- [Your goal] Nothing outside the range below should be printed. Output exactly the lines from the line with "repository 1ade61c4e5122efa" to the line with "let hidden = resolver", both included.

Saved data entries:
......
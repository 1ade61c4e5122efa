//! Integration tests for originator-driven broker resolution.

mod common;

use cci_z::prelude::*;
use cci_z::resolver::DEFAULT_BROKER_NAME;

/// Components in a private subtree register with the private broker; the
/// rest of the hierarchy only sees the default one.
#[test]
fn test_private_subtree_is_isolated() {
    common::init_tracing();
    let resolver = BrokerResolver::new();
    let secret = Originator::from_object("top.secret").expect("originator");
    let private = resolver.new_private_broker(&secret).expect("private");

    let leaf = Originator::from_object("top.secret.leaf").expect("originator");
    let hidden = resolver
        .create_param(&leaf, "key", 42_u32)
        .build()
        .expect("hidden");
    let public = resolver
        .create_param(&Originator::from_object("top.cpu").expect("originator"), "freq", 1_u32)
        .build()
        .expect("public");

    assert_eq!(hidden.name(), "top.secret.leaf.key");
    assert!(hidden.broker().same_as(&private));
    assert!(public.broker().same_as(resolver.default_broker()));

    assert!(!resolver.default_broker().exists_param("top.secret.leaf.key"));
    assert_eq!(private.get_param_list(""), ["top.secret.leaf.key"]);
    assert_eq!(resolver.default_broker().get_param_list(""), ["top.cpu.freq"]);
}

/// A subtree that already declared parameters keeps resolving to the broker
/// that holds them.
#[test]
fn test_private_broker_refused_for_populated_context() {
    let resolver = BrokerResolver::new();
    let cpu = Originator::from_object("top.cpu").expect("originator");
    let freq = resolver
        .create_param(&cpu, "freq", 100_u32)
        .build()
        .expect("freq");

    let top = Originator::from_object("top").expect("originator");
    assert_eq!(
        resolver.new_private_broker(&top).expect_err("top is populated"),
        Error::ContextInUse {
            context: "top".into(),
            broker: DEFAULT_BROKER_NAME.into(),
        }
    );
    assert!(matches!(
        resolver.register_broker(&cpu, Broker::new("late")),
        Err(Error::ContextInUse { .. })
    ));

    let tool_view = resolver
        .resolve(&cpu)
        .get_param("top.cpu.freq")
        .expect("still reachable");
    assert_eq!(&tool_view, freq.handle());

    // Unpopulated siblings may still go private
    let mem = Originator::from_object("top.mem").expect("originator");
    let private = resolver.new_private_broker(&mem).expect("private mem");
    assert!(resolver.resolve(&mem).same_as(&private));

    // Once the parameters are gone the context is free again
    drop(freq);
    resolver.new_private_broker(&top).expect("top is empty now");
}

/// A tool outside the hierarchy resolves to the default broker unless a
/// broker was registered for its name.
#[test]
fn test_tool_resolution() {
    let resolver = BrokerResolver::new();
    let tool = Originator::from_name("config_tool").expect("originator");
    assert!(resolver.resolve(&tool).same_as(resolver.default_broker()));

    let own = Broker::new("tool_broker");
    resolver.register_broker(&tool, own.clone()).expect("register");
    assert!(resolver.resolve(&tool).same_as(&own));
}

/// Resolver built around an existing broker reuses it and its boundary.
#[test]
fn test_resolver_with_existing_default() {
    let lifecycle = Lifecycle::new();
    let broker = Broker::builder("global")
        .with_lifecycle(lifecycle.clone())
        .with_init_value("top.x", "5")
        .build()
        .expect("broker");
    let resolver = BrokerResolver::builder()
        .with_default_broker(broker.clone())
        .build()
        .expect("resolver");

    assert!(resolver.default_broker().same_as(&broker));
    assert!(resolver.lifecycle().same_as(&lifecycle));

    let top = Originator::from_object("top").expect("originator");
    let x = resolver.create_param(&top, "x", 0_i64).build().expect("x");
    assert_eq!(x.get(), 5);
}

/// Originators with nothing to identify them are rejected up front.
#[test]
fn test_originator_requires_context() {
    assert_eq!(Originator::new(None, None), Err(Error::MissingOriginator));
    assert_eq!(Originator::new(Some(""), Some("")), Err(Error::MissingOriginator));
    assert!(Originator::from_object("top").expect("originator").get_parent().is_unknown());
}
......
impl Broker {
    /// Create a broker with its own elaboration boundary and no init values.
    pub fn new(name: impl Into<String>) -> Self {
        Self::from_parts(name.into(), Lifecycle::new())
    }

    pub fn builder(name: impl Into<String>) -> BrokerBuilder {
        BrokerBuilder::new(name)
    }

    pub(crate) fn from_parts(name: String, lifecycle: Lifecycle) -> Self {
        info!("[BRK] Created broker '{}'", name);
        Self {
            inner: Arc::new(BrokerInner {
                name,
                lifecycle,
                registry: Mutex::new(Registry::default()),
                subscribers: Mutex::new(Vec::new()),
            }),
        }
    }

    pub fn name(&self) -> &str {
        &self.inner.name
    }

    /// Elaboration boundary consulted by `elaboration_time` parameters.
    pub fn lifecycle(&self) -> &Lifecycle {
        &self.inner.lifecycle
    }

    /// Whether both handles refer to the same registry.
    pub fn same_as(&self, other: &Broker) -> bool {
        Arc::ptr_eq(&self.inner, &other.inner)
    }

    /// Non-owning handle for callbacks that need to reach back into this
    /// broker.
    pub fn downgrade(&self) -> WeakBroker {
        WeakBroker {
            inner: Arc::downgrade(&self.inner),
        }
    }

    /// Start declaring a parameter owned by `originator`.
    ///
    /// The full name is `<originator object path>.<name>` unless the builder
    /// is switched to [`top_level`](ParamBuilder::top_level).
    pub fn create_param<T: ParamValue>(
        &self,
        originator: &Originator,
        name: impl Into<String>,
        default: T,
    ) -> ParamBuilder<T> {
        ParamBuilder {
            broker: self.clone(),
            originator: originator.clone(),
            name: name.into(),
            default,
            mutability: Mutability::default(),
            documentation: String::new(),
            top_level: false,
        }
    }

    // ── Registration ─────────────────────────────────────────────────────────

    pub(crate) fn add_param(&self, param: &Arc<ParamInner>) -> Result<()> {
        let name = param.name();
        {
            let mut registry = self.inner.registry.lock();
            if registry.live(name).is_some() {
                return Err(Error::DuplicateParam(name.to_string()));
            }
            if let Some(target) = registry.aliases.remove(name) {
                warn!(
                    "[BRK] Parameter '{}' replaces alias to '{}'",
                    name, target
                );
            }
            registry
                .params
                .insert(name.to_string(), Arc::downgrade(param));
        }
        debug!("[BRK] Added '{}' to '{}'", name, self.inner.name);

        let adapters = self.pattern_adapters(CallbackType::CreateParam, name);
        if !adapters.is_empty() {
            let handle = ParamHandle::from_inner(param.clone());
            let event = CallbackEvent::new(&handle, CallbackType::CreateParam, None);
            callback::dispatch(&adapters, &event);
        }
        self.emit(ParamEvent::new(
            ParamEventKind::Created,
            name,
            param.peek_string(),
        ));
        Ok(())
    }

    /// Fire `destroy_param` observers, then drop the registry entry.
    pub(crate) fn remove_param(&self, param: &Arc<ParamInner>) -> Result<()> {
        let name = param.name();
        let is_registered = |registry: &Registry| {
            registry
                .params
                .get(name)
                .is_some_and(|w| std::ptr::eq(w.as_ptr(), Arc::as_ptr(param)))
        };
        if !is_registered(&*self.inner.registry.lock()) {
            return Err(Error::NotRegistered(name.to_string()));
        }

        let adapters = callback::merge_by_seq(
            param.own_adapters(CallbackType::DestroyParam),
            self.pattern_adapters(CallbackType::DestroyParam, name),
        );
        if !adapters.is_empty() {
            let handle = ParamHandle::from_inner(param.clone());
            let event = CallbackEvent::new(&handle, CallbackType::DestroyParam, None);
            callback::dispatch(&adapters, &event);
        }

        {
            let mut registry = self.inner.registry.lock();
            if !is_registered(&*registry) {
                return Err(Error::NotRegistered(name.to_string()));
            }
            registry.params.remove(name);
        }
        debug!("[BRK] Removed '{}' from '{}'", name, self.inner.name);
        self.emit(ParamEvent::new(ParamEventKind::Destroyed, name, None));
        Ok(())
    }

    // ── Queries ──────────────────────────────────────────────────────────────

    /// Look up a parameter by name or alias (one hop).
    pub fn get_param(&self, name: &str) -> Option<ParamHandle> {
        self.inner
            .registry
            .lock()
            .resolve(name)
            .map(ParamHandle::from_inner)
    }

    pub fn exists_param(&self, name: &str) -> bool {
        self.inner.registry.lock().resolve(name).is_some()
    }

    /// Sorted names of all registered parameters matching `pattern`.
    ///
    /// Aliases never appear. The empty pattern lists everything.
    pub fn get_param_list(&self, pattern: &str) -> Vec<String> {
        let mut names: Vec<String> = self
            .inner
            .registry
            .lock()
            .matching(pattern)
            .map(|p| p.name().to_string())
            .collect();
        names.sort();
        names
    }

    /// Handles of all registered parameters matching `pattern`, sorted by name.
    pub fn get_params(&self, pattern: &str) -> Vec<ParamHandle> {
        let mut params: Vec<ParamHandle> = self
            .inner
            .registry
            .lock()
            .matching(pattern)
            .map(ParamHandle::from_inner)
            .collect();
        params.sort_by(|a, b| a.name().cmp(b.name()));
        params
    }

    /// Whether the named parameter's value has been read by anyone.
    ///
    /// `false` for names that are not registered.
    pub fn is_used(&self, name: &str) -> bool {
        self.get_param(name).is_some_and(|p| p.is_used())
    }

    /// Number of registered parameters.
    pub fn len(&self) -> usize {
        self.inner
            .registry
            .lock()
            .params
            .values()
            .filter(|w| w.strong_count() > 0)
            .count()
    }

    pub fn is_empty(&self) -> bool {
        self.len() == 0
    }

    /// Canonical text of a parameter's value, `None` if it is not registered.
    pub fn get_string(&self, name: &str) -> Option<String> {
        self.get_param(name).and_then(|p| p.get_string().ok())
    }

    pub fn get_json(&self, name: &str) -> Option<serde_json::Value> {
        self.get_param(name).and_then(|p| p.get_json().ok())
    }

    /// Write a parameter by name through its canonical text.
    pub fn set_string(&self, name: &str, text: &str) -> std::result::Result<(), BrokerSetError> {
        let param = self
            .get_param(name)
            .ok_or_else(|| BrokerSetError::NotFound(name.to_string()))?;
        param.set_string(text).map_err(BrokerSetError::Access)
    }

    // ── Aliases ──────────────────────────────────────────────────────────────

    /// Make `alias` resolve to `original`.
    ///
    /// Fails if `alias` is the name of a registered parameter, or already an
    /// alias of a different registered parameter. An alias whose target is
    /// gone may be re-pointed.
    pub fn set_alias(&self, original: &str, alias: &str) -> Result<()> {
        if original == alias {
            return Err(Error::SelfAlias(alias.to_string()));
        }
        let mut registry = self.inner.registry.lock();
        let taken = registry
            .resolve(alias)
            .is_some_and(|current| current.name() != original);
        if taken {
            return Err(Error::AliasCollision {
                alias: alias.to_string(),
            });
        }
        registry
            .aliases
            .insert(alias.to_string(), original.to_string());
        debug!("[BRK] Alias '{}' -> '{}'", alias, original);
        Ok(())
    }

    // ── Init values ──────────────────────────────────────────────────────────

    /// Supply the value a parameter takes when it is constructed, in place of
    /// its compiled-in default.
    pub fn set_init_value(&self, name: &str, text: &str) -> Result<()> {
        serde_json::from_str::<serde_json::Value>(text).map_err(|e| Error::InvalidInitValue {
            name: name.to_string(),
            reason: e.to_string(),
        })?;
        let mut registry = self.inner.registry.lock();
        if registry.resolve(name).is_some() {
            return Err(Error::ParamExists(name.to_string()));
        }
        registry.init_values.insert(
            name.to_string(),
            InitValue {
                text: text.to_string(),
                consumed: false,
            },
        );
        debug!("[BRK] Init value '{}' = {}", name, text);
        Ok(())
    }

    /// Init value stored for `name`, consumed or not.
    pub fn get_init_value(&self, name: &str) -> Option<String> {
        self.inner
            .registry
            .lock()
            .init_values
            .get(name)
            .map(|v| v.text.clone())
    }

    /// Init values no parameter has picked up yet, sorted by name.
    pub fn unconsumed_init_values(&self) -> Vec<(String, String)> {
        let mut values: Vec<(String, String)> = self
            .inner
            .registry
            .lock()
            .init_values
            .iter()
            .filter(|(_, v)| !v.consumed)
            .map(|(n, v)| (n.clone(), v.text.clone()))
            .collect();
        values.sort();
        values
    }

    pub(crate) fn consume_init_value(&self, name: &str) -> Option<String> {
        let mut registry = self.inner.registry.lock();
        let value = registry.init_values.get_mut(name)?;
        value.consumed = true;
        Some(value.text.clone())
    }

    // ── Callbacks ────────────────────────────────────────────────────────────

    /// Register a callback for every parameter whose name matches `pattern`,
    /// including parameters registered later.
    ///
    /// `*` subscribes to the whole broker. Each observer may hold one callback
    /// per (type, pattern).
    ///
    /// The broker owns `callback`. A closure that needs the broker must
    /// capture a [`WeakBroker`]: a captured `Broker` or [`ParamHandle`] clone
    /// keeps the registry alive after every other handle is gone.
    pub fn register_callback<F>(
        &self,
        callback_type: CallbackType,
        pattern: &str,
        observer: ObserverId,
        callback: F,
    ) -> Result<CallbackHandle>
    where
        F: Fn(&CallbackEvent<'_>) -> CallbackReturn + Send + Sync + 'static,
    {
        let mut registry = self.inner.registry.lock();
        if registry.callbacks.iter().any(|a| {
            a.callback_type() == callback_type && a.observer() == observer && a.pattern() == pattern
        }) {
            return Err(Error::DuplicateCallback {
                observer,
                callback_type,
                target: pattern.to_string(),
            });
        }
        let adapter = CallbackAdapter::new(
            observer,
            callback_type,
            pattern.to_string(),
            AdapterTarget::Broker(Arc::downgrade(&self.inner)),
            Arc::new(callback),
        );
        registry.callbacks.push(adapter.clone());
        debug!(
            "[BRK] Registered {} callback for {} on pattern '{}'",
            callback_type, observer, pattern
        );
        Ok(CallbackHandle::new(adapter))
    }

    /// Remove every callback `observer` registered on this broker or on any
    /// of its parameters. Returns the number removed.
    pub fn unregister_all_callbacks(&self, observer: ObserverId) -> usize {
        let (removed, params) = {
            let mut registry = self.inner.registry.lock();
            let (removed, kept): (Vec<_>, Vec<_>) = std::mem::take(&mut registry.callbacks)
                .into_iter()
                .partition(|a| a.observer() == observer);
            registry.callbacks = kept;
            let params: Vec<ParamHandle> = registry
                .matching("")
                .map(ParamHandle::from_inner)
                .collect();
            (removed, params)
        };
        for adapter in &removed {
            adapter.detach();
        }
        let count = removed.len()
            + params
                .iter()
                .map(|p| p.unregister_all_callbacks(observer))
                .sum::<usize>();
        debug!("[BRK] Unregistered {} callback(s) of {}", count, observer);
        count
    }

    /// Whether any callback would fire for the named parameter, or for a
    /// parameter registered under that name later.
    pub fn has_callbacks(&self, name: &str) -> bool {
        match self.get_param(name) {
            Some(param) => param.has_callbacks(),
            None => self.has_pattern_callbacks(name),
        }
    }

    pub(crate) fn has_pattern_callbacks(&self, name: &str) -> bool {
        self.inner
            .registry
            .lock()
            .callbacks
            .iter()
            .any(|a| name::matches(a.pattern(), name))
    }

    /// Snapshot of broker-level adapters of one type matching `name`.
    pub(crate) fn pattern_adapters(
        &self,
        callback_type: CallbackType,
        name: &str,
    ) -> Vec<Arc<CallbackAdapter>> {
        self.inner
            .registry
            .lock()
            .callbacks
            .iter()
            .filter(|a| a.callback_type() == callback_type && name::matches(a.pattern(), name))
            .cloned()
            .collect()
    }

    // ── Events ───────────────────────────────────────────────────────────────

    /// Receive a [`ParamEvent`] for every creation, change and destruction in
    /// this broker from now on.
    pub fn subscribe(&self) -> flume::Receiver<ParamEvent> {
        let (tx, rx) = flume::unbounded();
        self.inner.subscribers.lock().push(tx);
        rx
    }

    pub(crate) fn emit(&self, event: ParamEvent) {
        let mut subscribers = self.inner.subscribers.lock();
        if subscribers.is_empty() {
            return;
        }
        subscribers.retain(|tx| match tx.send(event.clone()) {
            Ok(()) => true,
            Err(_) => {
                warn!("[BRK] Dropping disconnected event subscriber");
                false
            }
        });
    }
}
......
- [Answer below]
repository 1ade61c4e5122efa
//! Integration tests for originator-driven broker resolution.

mod common;

use cci_z::prelude::*;
use cci_z::resolver::DEFAULT_BROKER_NAME;

/// Components in a private subtree register with the private broker; the
/// rest of the hierarchy only sees the default one.
#[test]
fn test_private_subtree_is_isolated() {
    common::init_tracing();
    let resolver = BrokerResolver::new();
    let secret = Originator::from_object("top.secret").expect("originator");
    let private = resolver.new_private_broker(&secret).expect("private");

    let leaf = Originator::from_object("top.secret.leaf").expect("originator");
    let hidden = resolver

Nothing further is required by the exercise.